Provided entries START
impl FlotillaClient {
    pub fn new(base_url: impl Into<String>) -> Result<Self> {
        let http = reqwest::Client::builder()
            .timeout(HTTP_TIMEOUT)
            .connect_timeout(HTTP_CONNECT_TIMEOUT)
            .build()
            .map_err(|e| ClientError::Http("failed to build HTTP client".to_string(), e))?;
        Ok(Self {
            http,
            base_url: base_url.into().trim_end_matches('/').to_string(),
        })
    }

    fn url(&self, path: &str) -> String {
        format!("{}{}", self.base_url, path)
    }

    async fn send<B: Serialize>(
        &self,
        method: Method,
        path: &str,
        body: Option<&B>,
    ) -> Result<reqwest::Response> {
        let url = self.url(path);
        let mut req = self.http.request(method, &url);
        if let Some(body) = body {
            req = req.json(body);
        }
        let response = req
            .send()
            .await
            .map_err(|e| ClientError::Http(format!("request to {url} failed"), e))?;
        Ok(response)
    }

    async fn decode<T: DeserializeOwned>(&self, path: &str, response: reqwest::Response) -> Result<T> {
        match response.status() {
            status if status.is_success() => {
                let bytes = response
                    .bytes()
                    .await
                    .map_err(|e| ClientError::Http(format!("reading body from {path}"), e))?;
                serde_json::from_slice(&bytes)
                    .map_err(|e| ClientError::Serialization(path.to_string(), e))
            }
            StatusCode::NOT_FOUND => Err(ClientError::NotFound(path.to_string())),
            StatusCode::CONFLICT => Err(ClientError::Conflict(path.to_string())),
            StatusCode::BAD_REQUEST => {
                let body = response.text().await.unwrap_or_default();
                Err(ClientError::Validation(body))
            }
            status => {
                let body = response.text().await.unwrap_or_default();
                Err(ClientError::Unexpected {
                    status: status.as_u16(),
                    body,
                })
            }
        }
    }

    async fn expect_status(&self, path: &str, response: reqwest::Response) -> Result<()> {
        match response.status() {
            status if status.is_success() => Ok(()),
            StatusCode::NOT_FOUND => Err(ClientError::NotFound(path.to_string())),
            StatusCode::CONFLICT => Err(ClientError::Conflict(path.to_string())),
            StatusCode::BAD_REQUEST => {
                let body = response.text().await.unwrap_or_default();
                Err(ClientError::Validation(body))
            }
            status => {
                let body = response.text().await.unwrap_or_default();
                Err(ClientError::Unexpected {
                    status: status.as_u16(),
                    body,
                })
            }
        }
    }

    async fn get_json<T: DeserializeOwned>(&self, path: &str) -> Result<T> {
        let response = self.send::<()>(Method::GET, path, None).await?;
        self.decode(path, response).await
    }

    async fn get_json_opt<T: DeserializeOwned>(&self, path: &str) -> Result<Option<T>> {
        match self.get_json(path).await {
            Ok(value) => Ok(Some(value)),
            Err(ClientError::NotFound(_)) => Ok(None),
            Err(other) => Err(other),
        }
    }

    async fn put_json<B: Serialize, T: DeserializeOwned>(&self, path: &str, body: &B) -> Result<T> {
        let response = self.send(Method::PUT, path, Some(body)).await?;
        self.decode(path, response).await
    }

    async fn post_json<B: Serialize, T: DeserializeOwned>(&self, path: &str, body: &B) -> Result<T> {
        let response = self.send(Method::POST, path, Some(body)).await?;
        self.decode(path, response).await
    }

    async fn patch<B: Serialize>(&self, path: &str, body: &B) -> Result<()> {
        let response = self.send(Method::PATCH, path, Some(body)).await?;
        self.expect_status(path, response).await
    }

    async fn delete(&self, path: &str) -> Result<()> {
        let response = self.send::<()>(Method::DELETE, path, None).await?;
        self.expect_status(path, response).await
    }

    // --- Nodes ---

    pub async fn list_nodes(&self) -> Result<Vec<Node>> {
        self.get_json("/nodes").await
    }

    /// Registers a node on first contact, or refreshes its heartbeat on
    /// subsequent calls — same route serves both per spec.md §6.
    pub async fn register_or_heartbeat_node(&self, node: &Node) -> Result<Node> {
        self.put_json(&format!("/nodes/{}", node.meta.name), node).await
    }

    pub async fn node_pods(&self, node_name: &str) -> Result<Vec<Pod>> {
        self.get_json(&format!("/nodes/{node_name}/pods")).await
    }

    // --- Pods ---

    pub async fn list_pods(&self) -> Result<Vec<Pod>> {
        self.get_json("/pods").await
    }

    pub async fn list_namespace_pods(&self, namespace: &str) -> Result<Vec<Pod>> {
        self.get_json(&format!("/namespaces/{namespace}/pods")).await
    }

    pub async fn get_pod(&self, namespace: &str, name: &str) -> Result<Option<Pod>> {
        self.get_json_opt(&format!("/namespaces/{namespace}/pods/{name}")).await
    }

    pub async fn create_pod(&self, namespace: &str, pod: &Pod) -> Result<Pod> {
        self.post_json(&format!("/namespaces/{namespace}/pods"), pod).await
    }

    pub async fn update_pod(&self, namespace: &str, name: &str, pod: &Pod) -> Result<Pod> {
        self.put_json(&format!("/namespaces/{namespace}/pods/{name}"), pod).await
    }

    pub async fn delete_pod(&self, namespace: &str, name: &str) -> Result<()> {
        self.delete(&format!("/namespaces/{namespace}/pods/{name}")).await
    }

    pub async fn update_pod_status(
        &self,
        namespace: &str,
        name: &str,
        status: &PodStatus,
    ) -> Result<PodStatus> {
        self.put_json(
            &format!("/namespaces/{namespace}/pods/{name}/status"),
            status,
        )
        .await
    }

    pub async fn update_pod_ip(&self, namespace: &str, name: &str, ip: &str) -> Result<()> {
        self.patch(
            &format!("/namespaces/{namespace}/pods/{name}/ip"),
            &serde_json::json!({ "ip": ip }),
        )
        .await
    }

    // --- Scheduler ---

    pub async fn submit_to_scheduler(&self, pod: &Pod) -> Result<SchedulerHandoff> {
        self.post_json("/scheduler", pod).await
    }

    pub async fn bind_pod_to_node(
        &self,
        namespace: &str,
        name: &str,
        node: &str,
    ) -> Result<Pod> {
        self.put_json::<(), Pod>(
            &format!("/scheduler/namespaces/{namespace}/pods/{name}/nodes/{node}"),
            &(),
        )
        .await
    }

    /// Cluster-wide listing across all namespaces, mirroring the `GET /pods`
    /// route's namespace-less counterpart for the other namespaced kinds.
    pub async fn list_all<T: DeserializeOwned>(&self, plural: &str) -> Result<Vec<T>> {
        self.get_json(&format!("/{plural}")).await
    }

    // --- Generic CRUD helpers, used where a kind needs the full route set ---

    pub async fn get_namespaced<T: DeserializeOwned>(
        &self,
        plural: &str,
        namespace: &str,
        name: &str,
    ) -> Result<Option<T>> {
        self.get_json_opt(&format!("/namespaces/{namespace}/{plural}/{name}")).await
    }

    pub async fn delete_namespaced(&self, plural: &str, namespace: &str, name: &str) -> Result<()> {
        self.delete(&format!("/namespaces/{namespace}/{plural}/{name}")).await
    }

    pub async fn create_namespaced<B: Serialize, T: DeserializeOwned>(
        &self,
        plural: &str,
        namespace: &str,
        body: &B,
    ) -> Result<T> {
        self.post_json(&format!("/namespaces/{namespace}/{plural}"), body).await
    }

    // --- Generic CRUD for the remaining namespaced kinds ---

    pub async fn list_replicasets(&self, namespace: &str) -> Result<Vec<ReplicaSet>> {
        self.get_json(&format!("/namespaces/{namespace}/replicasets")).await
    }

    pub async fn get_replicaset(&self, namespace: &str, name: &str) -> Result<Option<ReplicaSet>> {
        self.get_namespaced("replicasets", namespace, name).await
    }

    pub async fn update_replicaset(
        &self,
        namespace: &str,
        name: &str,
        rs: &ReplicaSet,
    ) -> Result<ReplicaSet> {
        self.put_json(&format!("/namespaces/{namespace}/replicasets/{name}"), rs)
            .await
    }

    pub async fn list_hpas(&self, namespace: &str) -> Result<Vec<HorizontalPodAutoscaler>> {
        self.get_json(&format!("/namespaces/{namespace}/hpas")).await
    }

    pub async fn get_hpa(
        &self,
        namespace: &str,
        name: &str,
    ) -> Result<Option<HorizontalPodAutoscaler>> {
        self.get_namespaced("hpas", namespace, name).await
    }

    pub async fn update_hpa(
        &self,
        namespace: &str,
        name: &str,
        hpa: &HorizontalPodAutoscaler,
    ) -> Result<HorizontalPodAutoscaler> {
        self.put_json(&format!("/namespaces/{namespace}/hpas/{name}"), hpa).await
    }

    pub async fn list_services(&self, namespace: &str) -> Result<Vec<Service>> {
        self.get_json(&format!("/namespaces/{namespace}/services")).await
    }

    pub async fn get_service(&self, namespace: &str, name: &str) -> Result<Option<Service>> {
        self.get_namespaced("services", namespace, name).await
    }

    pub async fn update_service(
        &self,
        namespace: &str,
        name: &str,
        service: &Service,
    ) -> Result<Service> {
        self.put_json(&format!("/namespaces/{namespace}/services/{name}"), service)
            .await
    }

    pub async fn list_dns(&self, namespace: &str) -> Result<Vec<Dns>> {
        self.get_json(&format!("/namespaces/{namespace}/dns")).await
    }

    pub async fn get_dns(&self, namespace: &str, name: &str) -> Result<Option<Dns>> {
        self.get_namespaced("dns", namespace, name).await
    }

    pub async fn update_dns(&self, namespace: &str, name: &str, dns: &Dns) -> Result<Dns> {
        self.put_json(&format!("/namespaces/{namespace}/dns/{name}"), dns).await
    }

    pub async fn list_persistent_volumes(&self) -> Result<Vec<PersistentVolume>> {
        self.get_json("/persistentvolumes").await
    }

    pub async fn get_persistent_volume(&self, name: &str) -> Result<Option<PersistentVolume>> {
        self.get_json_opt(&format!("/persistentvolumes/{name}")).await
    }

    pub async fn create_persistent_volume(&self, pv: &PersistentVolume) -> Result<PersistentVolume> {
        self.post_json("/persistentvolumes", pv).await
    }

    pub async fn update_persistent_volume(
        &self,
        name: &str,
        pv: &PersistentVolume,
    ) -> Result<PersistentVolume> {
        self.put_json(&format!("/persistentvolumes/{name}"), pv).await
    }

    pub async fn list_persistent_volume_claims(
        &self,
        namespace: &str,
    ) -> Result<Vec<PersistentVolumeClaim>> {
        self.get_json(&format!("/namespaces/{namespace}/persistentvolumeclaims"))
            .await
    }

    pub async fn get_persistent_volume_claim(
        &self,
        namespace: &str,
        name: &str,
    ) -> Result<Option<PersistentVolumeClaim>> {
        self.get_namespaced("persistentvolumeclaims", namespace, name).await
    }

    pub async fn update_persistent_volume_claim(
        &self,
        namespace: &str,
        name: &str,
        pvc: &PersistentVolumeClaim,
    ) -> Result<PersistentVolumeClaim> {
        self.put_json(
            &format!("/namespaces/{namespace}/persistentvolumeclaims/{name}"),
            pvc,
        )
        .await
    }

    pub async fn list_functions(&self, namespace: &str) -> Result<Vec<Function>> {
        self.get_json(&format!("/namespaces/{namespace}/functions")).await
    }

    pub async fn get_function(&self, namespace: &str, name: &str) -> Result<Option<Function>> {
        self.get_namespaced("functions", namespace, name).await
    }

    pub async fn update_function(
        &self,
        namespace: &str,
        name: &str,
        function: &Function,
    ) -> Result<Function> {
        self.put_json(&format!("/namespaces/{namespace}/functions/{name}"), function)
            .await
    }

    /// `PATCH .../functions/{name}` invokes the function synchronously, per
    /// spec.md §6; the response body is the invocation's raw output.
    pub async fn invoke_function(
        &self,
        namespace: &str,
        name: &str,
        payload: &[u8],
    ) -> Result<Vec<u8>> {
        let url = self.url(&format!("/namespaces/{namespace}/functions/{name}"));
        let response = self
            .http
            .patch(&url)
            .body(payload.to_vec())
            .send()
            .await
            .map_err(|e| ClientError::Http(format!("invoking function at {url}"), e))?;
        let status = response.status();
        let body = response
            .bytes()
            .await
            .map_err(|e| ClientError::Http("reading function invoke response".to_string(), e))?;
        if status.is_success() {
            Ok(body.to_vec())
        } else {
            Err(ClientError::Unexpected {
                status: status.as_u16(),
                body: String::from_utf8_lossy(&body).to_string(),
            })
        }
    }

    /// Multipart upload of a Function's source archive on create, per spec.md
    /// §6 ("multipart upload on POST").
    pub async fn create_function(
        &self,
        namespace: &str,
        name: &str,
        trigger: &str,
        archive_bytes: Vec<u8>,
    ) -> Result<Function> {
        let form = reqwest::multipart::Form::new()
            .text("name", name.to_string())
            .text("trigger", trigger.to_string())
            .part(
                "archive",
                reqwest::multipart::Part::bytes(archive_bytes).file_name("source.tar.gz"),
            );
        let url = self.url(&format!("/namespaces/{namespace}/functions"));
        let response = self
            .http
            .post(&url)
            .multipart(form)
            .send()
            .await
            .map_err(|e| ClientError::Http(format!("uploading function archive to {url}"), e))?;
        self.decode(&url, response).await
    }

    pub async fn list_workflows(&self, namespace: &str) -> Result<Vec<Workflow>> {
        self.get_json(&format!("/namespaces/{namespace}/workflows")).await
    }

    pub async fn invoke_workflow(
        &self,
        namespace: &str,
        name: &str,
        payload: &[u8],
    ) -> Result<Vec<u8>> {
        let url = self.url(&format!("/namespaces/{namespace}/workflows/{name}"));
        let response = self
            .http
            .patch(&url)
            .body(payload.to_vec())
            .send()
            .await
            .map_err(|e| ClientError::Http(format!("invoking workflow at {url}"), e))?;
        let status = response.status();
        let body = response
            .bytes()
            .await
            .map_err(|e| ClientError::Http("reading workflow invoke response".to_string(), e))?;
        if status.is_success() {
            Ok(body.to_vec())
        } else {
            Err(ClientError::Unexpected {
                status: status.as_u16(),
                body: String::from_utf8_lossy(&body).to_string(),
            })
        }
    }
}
Provided entries END
Provided entries START
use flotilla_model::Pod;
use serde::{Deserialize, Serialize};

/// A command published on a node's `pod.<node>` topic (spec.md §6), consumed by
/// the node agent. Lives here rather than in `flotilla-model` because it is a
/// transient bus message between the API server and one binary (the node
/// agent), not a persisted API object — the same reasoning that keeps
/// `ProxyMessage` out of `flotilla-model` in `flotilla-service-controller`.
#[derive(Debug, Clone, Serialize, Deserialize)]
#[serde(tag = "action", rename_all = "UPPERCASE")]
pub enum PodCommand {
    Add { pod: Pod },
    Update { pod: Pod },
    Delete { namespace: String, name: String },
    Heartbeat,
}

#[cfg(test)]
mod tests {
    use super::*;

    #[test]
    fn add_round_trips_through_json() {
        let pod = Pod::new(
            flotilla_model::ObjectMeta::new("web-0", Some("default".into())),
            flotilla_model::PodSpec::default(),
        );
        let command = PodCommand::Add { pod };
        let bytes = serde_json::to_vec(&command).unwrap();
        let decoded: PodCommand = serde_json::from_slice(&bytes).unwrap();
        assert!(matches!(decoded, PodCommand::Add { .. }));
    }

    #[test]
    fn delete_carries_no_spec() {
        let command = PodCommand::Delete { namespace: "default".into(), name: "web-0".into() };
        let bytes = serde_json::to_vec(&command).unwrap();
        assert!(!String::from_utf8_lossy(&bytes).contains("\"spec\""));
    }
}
Provided entries END
Provided entries START
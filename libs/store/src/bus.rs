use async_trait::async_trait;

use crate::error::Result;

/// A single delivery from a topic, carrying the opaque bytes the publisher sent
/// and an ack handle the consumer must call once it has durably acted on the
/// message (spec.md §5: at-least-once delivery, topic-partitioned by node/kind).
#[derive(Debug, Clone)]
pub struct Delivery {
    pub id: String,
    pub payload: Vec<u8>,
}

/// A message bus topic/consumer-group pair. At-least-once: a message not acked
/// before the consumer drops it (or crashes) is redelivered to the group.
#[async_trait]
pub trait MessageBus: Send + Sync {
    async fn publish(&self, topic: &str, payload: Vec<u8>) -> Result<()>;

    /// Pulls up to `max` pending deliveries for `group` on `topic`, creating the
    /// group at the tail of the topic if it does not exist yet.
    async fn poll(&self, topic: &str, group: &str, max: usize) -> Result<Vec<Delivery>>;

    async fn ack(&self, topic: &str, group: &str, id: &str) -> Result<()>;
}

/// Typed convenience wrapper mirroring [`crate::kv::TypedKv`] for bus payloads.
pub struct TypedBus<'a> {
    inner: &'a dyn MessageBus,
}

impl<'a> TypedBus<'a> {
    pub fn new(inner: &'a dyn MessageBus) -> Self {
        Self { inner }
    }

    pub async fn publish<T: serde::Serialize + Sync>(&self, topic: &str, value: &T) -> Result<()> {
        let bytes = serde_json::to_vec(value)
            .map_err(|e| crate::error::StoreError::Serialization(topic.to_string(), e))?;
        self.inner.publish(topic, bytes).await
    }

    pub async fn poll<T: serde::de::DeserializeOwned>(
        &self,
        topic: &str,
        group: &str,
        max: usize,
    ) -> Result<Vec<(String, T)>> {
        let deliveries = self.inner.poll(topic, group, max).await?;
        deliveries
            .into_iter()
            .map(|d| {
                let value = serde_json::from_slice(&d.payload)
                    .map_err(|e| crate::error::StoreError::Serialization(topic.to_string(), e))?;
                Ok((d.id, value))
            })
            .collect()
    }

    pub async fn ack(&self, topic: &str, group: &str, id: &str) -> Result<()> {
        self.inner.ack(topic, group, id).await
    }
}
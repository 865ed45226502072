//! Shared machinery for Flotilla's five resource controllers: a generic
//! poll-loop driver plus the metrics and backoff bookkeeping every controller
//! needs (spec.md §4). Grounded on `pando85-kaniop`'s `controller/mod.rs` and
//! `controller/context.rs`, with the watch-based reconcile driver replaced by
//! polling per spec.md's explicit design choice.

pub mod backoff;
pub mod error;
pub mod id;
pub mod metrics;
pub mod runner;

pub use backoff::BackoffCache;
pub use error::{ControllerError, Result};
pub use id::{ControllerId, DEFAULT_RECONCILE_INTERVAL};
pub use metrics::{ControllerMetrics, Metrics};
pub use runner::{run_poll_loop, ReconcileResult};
Provided entries END
Requirement: Go through the records and work out how many lines contain the string "trigger". The answer should be that number alone.

Output for this exercise: 2